Wagner war schon als Kind vom Freischütz begeistert und Berlioz gar hingerissen ob des musikalisch dramatischen Potentials dieser Oper. Losgelöst von üppigen Kulissen, aber auch ohne die literarisch eher zweitklassigen Dialoge setzte Webers Musik gerade in dieser Interpretation ihre starke Wirkung frei.

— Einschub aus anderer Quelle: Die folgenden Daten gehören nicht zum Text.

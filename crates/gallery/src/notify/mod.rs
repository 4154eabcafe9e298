//! Notifications emitted after an artist is accepted into a show.
//!
//! The engine calls the configured [`NotificationHook`] once per successful
//! `accept_artist_into_show`, after every write has landed. Hooks must not
//! block on delivery; a failing hook is reported as a warning on the result
//! and never undoes the acceptance.
//!
//! # Hooks
//!
//! - **LogNotifier** - writes a `tracing` event
//! - **ChannelNotifier** - hands events to an in-process receiver
//! - **WebhookNotifier** - POSTs JSON from a background worker thread
//!
//! # Example
//!
//! ```no_run
//! use std::sync::Arc;
//! use gallery::{ConsistencyEngine, MemoryStore};
//! use gallery::notify::WebhookNotifier;
//!
//! let engine = ConsistencyEngine::new(Arc::new(MemoryStore::new()))
//!     .with_notifier(WebhookNotifier::new("https://example.org/hooks/accepted").unwrap());
//! ```

mod channel;
mod hook;
mod logging;
mod webhook;

pub use channel::ChannelNotifier;
pub use hook::{AcceptanceEvent, NotificationHook, NotifyError};
pub use logging::LogNotifier;
pub use webhook::WebhookNotifier;
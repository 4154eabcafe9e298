//! Check command - audit cross-entity consistency.

use std::collections::BTreeMap;

use colored::Colorize;
use gallery::Severity;

use super::{CommandResult, Context};

pub fn run(ctx: &Context, json_output: bool) -> CommandResult {
    let store = ctx.load_store()?;
    let report = gallery::audit::audit(store.as_ref())?;

    if json_output {
        println!("{}", serde_json::to_string_pretty(&report)?);
    } else {
        println!(
            "{} {} ({} documents)",
            "Audit of".cyan().bold(),
            ctx.store_path.display().to_string().white(),
            report.documents_scanned
        );
        println!();

        if report.is_clean() {
            println!("{}", "No inconsistencies found".green().bold());
            return Ok(());
        }

        let mut by_kind: BTreeMap<&str, usize> = BTreeMap::new();
        for violation in &report.violations {
            *by_kind.entry(violation.kind.label()).or_default() += 1;

            let tag = match violation.severity {
                Severity::Error => "error".red().bold(),
                Severity::Warning => "warning".yellow().bold(),
            };
            println!(
                "  {} [{}] {}/{}: {}",
                tag,
                violation.kind.label(),
                violation.collection,
                violation.document_id,
                violation.description
            );
        }

        println!();
        println!("{}", "Summary:".yellow().bold());
        for (label, count) in &by_kind {
            println!("  {:<28} {}", label, count);
        }
    }

    // Only errors fail the command; dangling references are advisory.
    let errors = report.errors().count();
    if errors > 0 {
        return Err(format!("{} consistency error(s) found", errors).into());
    }
    Ok(())
}
impl<'a> Scan<'a> {
    fn new(
        artworks: &'a [RawArtwork],
        shows: &'a [Show],
        locations: &'a [Location],
        artists: &'a [Artist],
    ) -> Self {
        Self {
            artworks,
            shows,
            locations,
            artists,
            artwork_index: artworks.iter().map(|a| (a.id.as_str(), a)).collect(),
            show_index: shows.iter().map(|s| (s.id.as_str(), s)).collect(),
            location_index: locations.iter().map(|l| (l.id.as_str(), l)).collect(),
            artist_ids: artists.iter().map(|a| a.id.as_str()).collect(),
            violations: Vec::new(),
        }
    }

    fn push(&mut self, violation: Violation) {
        self.violations.push(violation);
    }

    fn dangling(
        &mut self,
        collection: Collection,
        document_id: &str,
        field: &str,
        target: Collection,
        target_id: &str,
    ) {
        self.push(
            Violation::new(
                ViolationKind::DanglingReference,
                collection,
                document_id,
                format!("{} references {} '{}' which does not exist", field, target, target_id),
            )
            .with_related(target_id),
        );
    }

    /// Artwork-side checks: status against references.
    fn artworks(&mut self) {
        for artwork in self.artworks {
            match &artwork.artist_id {
                Some(artist_id) if !self.artist_ids.contains(artist_id.as_str()) => self.dangling(
                    Collection::Artworks,
                    &artwork.id,
                    "artistId",
                    Collection::Artists,
                    artist_id,
                ),
                None => self.push(Violation::new(
                    ViolationKind::InconsistentStatus,
                    Collection::Artworks,
                    &artwork.id,
                    "artwork has no artistId",
                )),
                Some(_) => {}
            }

            match artwork.status.as_str() {
                "accepted" => self.accepted(artwork),
                "shown" => match &artwork.show {
                    None => self.push(Violation::new(
                        ViolationKind::InconsistentStatus,
                        Collection::Artworks,
                        &artwork.id,
                        "shown without artshowId",
                    )),
                    Some(show_id) if !self.show_index.contains_key(show_id.as_str()) => self
                        .dangling(
                            Collection::Artworks,
                            &artwork.id,
                            "artshowId",
                            Collection::Shows,
                            show_id,
                        ),
                    Some(_) => {}
                },
                "none" | "rejected" => {
                    if artwork.show.is_some() || artwork.location.is_some() {
                        self.push(Violation::new(
                            ViolationKind::UnplacedWithReferences,
                            Collection::Artworks,
                            &artwork.id,
                            format!(
                                "{} artwork still references show '{}' / location '{}'",
                                artwork.status,
                                artwork.show.as_deref().unwrap_or(""),
                                artwork.location.as_deref().unwrap_or("")
                            ),
                        ));
                    }
                }
                other => self.push(Violation::new(
                    ViolationKind::InconsistentStatus,
                    Collection::Artworks,
                    &artwork.id,
                    format!("unknown showStatus '{}'", other),
                )),
            }
        }
    }

    fn accepted(&mut self, artwork: &'a RawArtwork) {
        let Some(show_id) = &artwork.show else {
            self.push(Violation::new(
                ViolationKind::InconsistentStatus,
                Collection::Artworks,
                &artwork.id,
                "accepted without artshowId",
            ));
            return;
        };

        match self.show_index.get(show_id.as_str()).copied() {
            None => self.dangling(
                Collection::Artworks,
                &artwork.id,
                "artshowId",
                Collection::Shows,
                show_id,
            ),
            Some(show) => {
                if !show.artwork_ids.contains(&artwork.id) {
                    self.push(
                        Violation::new(
                            ViolationKind::AcceptedNotMember,
                            Collection::Artworks,
                            &artwork.id,
                            format!("accepted into show '{}' but missing from its artworkIds", show_id),
                        )
                        .with_related(show_id),
                    );
                }
                self.artist_member(Collection::Shows, &show.id, &show.artist_ids, artwork);
            }
        }

        let Some(location_id) = &artwork.location else {
            return;
        };
        match self.location_index.get(location_id.as_str()).copied() {
            None => self.dangling(
                Collection::Artworks,
                &artwork.id,
                "locationId",
                Collection::Locations,
                location_id,
            ),
            Some(location) => {
                if !location.artwork_ids.contains(&artwork.id) {
                    self.push(
                        Violation::new(
                            ViolationKind::AcceptedNotMember,
                            Collection::Artworks,
                            &artwork.id,
                            format!(
                                "accepted at location '{}' but missing from its artworkIds",
                                location_id
                            ),
                        )
                        .with_related(location_id),
                    );
                }
                self.artist_member(
                    Collection::Locations,
                    &location.id,
                    &location.artist_ids,
                    artwork,
                );
            }
        }
    }

    fn artist_member(
        &mut self,
        collection: Collection,
        owner_id: &str,
        artist_ids: &IdList,
        artwork: &RawArtwork,
    ) {
        let Some(artist_id) = &artwork.artist_id else {
            return;
        };
        if !artist_ids.contains(artist_id) {
            self.push(
                Violation::new(
                    ViolationKind::ArtistNotMember,
                    collection,
                    owner_id,
                    format!(
                        "artist '{}' of accepted artwork '{}' missing from artistIds",
                        artist_id, artwork.id
                    ),
                )
                .with_related(artist_id),
            );
        }
    }

    fn duplicates(&mut self, collection: Collection, owner_id: &str, field: &str, list: &IdList) {
        for id in list.duplicates() {
            self.push(
                Violation::new(
                    ViolationKind::DuplicateEntry,
                    collection,
                    owner_id,
                    format!("{} lists '{}' more than once", field, id),
                )
                .with_related(id),
            );
        }
    }

    /// Membership entries must point at existing artworks placed there.
    fn members(&mut self, collection: Collection, owner_id: &str, list: &IdList) {
        for artwork_id in list.iter() {
            let placed_here = match self.artwork_index.get(artwork_id).copied() {
                None => {
                    self.dangling(collection, owner_id, "artworkIds", Collection::Artworks, artwork_id);
                    continue;
                }
                Some(artwork) => match collection {
                    Collection::Locations => artwork.location.as_deref() == Some(owner_id),
                    _ => artwork.show.as_deref() == Some(owner_id),
                },
            };
            if !placed_here {
                self.push(
                    Violation::new(
                        ViolationKind::StrayMember,
                        collection,
                        owner_id,
                        format!("artworkIds lists '{}' which is not placed here", artwork_id),
                    )
                    .with_related(artwork_id),
                );
            }
        }
    }

    fn artist_refs(&mut self, collection: Collection, owner_id: &str, list: &IdList) {
        for artist_id in list.iter() {
            if !self.artist_ids.contains(artist_id) {
                self.dangling(collection, owner_id, "artistIds", Collection::Artists, artist_id);
            }
        }
    }

    fn shows(&mut self) {
        for show in self.shows {
            self.duplicates(Collection::Shows, &show.id, "artworkIds", &show.artwork_ids);
            self.duplicates(Collection::Shows, &show.id, "artistIds", &show.artist_ids);
            self.duplicates(Collection::Shows, &show.id, "artworkOrder", &show.artwork_order);
            self.members(Collection::Shows, &show.id, &show.artwork_ids);
            self.artist_refs(Collection::Shows, &show.id, &show.artist_ids);

            for artwork_id in show.orphaned_order_entries() {
                self.push(
                    Violation::new(
                        ViolationKind::OrderNotMember,
                        Collection::Shows,
                        &show.id,
                        format!("artworkOrder lists '{}' which is not in artworkIds", artwork_id),
                    )
                    .with_related(artwork_id),
                );
            }
        }
    }

    fn locations(&mut self) {
        for location in self.locations {
            self.duplicates(
                Collection::Locations,
                &location.id,
                "artworkIds",
                &location.artwork_ids,
            );
            self.duplicates(
                Collection::Locations,
                &location.id,
                "artistIds",
                &location.artist_ids,
            );
            self.members(Collection::Locations, &location.id, &location.artwork_ids);
            self.artist_refs(Collection::Locations, &location.id, &location.artist_ids);
        }
    }

    fn artists(&mut self) {
        for artist in self.artists {
            for artwork_id in artist.artworks.iter() {
                if !self.artwork_index.contains_key(artwork_id) {
                    self.dangling(
                        Collection::Artists,
                        &artist.id,
                        "artworks",
                        Collection::Artworks,
                        artwork_id,
                    );
                }
            }
            if let Some(show_id) = &artist.artshow_id {
                if !self.show_index.contains_key(show_id.as_str()) {
                    self.dangling(
                        Collection::Artists,
                        &artist.id,
                        "artshowId",
                        Collection::Shows,
                        show_id,
                    );
                }
            }
        }
    }

    /// An artwork may be a member of at most one show and one location.
    fn exclusive_membership(&mut self) {
        let show_lists = self.shows.iter().map(|s| (s.id.as_str(), &s.artwork_ids));
        let location_lists = self
            .locations
            .iter()
            .map(|l| (l.id.as_str(), &l.artwork_ids));

        let shared_shows = shared_members(show_lists);
        let shared_locations = shared_members(location_lists);

        for (collection, shared) in [
            (Collection::Shows, shared_shows),
            (Collection::Locations, shared_locations),
        ] {
            for (artwork_id, owners) in shared {
                self.push(
                    Violation::new(
                        ViolationKind::MultipleMemberships,
                        Collection::Artworks,
                        artwork_id,
                        format!("listed by {} {}", collection, owners.join(", ")),
                    )
                    .with_related(owners.join(",")),
                );
            }
        }
    }
}
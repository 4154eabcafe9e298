//! Hook that forwards events to an in-process receiver.

use std::sync::mpsc::{self, Receiver, Sender};

use super::hook::{AcceptanceEvent, NotificationHook, NotifyError};

/// Sends every event into a standard channel.
#[derive(Debug, Clone)]
pub struct ChannelNotifier {
    sender: Sender<AcceptanceEvent>,
}

impl ChannelNotifier {
    /// Create a notifier and the receiving end of its channel.
    pub fn new() -> (Self, Receiver<AcceptanceEvent>) {
        let (sender, receiver) = mpsc::channel();
        (Self { sender }, receiver)
    }
}

impl NotificationHook for ChannelNotifier {
    fn notify(&self, event: &AcceptanceEvent) -> Result<(), NotifyError> {
        self.sender
            .send(event.clone())
            .map_err(|_| NotifyError::Disconnected)
    }

    fn name(&self) -> &str {
        "channel"
    }
}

Bereits von den ersten Takten der Ouvertüre an ließ sich erkennen, worauf es Manacorda ankam: auf einen schlanken Klang der vibratoarm spielenden Streicher, eine fast signalhafte Präsenz der Einzelinstrumente in solistischen Stellen, einen hohen Spannungslevel zwischen geheimnisvoll feinstem Pianissimo und triumphal strahlendem Jubel. Fein dosierte Molltrübungen ließen kommende Irritationen erahnen. Die ganze Bandbreite musikalischer Ausdrucksmittel hielt Manacorda bis zum Schluss durch, und der Freischütz wurde schier zu einem Wunder an dramatischer Klangfülle.
Gänsehautqualität erreichte die Wolfsschluchtszene. Musikmalerisch, fast impressionistisch, verschwammen die instrumentalen Farben zu fahlem Nebelgrau. Manacorda ließ die Harmonien – gleich flirrender Luft – im geheimnisvoll Ungefähren. Zwölf leise Glockentöne leiteten die Szene ein. Schneidend heulte der Geisterchor. Der Kugelsegen steigerte sich allmählich mit dem Gespensterchor in Hintergrund zum Kopfkino durch Musik. Da waren keine weiteren Zutaten nötig, hier wirkte die Musik aus sich selbst.
Darauf dann in kernigem molto vivace das Vorspiel zum dritten Akt: temperamentvoll vorpreschende Hörnerpracht – der Wald von der anderen Seite klanglich beleuchtet, Webers Romantik in ihrer Ambivalenz. Wie auch das Personal, das sich charakterlich nur vordergründig in Gut und Böse teilt. Der anstelle der Dialoge von Johanna Wokalek unpathetisch und wie gerade erdacht rezitierte Text von Steffen Kopetzki reflektierte die Problematik der Oper aus der Sicht des „schwarzen Jägers” Samiel. Sitzt das Böse nicht in uns selbst, fragt er; sind nicht Gefährdung, Ängste und Kampf Teile unseres eigenen Wesens?